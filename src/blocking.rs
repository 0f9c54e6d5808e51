use std::sync::Arc;

use bytes::Bytes;
use tokio::runtime::Runtime;

use crate::PipexResult;
use crate::context::Context;
use crate::error::Error;
use crate::lro::{Poller, PollerOptions, ResultDeserializer};
use crate::paging::Pager;
use crate::pipeline::Pipeline;
use crate::request::Request;
use crate::response::Response;

/// Thread-per-call execution mode over the shared async core.
///
/// Owns a runtime and blocks the calling thread for each call; pipeline,
/// retry, polling, and paging semantics are identical to the async mode
/// because the same [`Pipeline`] runs underneath. Must not be used from
/// inside an async runtime — blocking a runtime thread deadlocks it.
#[derive(Clone, Debug)]
pub struct BlockingPipeline {
    pipeline: Pipeline,
    runtime: Arc<Runtime>,
}

impl BlockingPipeline {
    pub fn new(pipeline: Pipeline) -> PipexResult<Self> {
        let runtime = tokio::runtime::Builder::new_multi_thread()
            .worker_threads(1)
            .enable_all()
            .build()
            .map_err(|source| Error::Runtime { source })?;
        Ok(Self {
            pipeline,
            runtime: Arc::new(runtime),
        })
    }

    pub fn pipeline(&self) -> &Pipeline {
        &self.pipeline
    }

    /// Runs one call to completion, blocking the current thread.
    pub fn run(&self, context: &Context, request: Request) -> PipexResult<Response> {
        self.runtime.block_on(self.pipeline.run(context, request))
    }

    /// Buffers a response body obtained from [`run`](BlockingPipeline::run).
    pub fn collect(&self, response: &mut Response) -> PipexResult<Bytes> {
        self.runtime.block_on(response.collect())
    }

    /// Issues the initial request of a long-running operation and returns
    /// its poller.
    pub fn begin_operation<T>(
        &self,
        context: &Context,
        request: Request,
        options: PollerOptions,
        deserializer: ResultDeserializer<T>,
    ) -> PipexResult<Poller<T>> {
        self.runtime.block_on(Poller::begin(
            self.pipeline.clone(),
            context.clone(),
            request,
            options,
            deserializer,
        ))
    }

    /// Drives a poller to its terminal state, blocking between polls.
    pub fn wait_for<T>(&self, poller: &mut Poller<T>) -> PipexResult<T> {
        self.runtime.block_on(poller.wait())
    }

    /// Adapts a pager into a blocking iterator of items.
    pub fn iter_pages<T>(&self, pager: Pager<T>) -> BlockingPages<T> {
        BlockingPages {
            runtime: Arc::clone(&self.runtime),
            pager,
        }
    }
}

/// Blocking iterator over a [`Pager`]; each `next` may perform network I/O.
pub struct BlockingPages<T> {
    runtime: Arc<Runtime>,
    pager: Pager<T>,
}

impl<T> Iterator for BlockingPages<T> {
    type Item = PipexResult<T>;

    fn next(&mut self) -> Option<Self::Item> {
        self.runtime.block_on(self.pager.next())
    }
}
------------------------
__Prompt__. Your task is to copy every line of the entries that contains the string "PollerOptions".

__Your response__.
use crate::lro::{Poller, PollerOptions, ResultDeserializer};
        options: PollerOptions,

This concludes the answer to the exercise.